Friday, 1 April 2016

How can we measure individual brain cells in real time?

The ability to identify and control individual brain cells (neurones) has generated huge interest in recent years, it's made for some startling discoveries and some incredible images (like the one below). But we're really only beginning to scratch the surface of the potential these technologies hold, and the techniques here are quite controversial. 


This is a real image of individual neurones and the connections they make, all with individual colourings 
The actual methods for controlling individual neurones require a lot of complex genetic manipulation, but the general concepts are easier to get to grasps with. The main method used for the genetic manipulation of animal genomes is the cre-lox system. I won't go into the details (you can read a great review by its inventor here) but this technique allows scientists to insert or remove any gene you want, in any cell, even at specific times (when the cells are still growing or mature for example). 

The next question many people then asked was, what if I can use this technique to influence an animal's behaviour? Specifically with neurones, could I activate or inhibit the electrical communication between neurones in real time in a real life behaving animal to study the effects of individual sets of neurones on behaviour e.g. learning, memory, reflexes, social interaction, etc?  

Turns out, yes you can! The most well known and fashionable technique at the moment is called optogenetics, but there are a couple of other interesting methods, which I'll explain below. The general idea is to insert a gene into the neurones in order to make them sensitive to a stimulus which there are no (or very few) cells that are sensitive to it in the brain and is also able to manipulate or monitor the electrical activity of the neurone (these are almost always ion channels, see here for how ion channels cause neurones to 'fire').

Optogenetics

As you may guess, this involves using optics ie light. By inserting genes for a light sensitive protein that can activate or silence neuronal signalling activity into neurones and applying a light stimulus by using tiny fibre-optic cables, you can control electro-chemical communication between the cells at millisecond time scales. 

figure
A tiny light on an individual neurone causes a change in the behaviour of the neurone.

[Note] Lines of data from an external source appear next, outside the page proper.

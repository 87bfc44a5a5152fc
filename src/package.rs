use serde::Deserialize;
use std::{
    fs,
    path::{Path, PathBuf},
};
use walkdir::WalkDir;

use crate::error::{EngineError, Result};

pub const MANIFEST_FILE: &str = "manifest.json";

/// The manifest every installable package carries. `Id` is the one hard
/// requirement; everything else has a display fallback.
#[derive(Debug, Clone, Deserialize)]
pub struct PackageManifest {
    #[serde(rename = "Id")]
    pub id: Option<String>,
    #[serde(rename = "Name", default)]
    pub name: Option<String>,
    #[serde(rename = "Author", default)]
    pub author: Option<String>,
    #[serde(rename = "Description", default)]
    pub description: Option<String>,
    #[serde(rename = "Version", default)]
    pub version: Option<String>,
}

impl PackageManifest {
    pub fn title(&self) -> String {
        self.name
            .clone()
            .or_else(|| self.id.clone())
            .unwrap_or_else(|| "Unknown".to_string())
    }

    pub fn author(&self) -> String {
        self.author.clone().unwrap_or_else(|| "Unknown".to_string())
    }

    pub fn description(&self) -> String {
        self.description.clone().unwrap_or_default()
    }

    pub fn version(&self) -> String {
        self.version.clone().unwrap_or_else(|| "Unknown".to_string())
    }
}

pub fn read_manifest(path: &Path) -> Result<PackageManifest> {
    let raw = fs::read_to_string(path)?;
    let manifest = serde_json::from_str(&raw)?;
    Ok(manifest)
}

/// Locates `manifest.json` anywhere under `root`, shallowest match first.
/// The manifest's parent directory is the mod payload root.
pub fn find_manifest(root: &Path) -> Option<PathBuf> {
    let mut candidates: Vec<(usize, PathBuf)> = Vec::new();
    for entry in WalkDir::new(root).max_depth(6) {
        let entry = match entry {
            Ok(entry) => entry,
            Err(_) => continue,
        };
        if !entry.file_type().is_file() {
            continue;
        }
        if entry
            .file_name()
            .to_string_lossy()
            .eq_ignore_ascii_case(MANIFEST_FILE)
        {
            candidates.push((entry.depth(), entry.path().to_path_buf()));
        }
    }
    candidates.sort_by_key(|(depth, _)| *depth);
    candidates.first().map(|(_, path)| path.clone())
}

/// Finds the manifest under an extracted package and parses it, surfacing the
/// two package-shaped failures: no manifest at all, or a manifest with no id.
pub fn locate_and_read(root: &Path) -> Result<(PathBuf, PackageManifest)> {
    let manifest_path = find_manifest(root).ok_or(EngineError::ManifestMissing)?;
    let manifest = read_manifest(&manifest_path)?;
    Ok((manifest_path, manifest))
}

While this technique offers incredible time resolution, however it's incredibly invasive (you have to insert the fibre-optic fibres into the brain of the animal) and incredibly difficult to get right (you need to make sure the fibres are actually lighting up the neurones you want them to). This creates a huge problem if you want to target neurones deep within the brain, as you need access to those incredibly tricky to reach parts of the brain. 

Chemogenetics 

Another cool way scientists have been able to manipulate the brains of animals using genetics have involved the use of chemicals, or toxins to be more specific. Researchers have used the Cre-lox system to insert the gene for various toxins eg a fragment of the diptheria toxin into specific neurones in order to kill those cells and observe the effects this has on the mice. Although a bit crude, this can help to identify the brain regions involved in all different types of behaviours, and could help us understand how the brain reacts to and compensates for the loss of specific regions of the brain eg after stroke, dementia, trauma. 

Electrogenetics

This technique doesn't necessarily allow researchers to directly manipulate neurones, but it does allow us to watch the activity of specific cells in real time. By inserting genes that express proteins that emit a flourescent light when they sense changes in voltage (indicating electric activity in the neurone) we can easily see each neurone light up individually and trace which other neurones are activated or de-activated by that neurone. 

This video below used this technique to show how individual neurones in the auditory cortex are firing in response to sound. 



Along the same lines, you can insert specific genes across the entire brain that randomly express a different ratio of red, green and blue fluorescent proteins. That means that each individual neurone has a unique colour, which gives rise to the incredible 'brainbow' images seen above. 

Magnetogenetics

This very new method of manipulating neurones involves inserting a gene for an ion channel protein that is activated by magnetic fields you can instantly turn neurones on or off or block anything else from activating it (ie other neurones) while the animal is relatively free to move around and act as normal, without needing a bunch of fibre optic cables delicately positioned in their brains. The fact you don't need to worry about exact positioning of any equipment means that much deeper brain regions or much more specific neurones can be manipulated than with optogenetics. There may also be potential for more analogue control of activity by using a weaker magnetic field that only slightly affects the activity of the neurones being manipulated. However some neurones are already sensitive to magnetic fields, birds and other animals can use them to navigate by, for example.


I couldn't not use this picture once I found it!


Ultrasound-ogenetics? 

Probably better named audiogenetics (although we can't hear ultrasound...), there is also some very early research into making specific neurones sensitive to ultrasound. This would have many of the benefits of magnetogenetics and both could be the future of genetics based neuroscientific research in animals. 


Clearly, there are a number of new and emerging ways in which researchers may be able to investigate the role of very specific neurones in the brain. While some may be initially put off by the idea of manipulating the brains of animals, by understanding these very specific roles, we may eventually reach a more complete understanding of how the brain works and how to fix it when it goes wrong.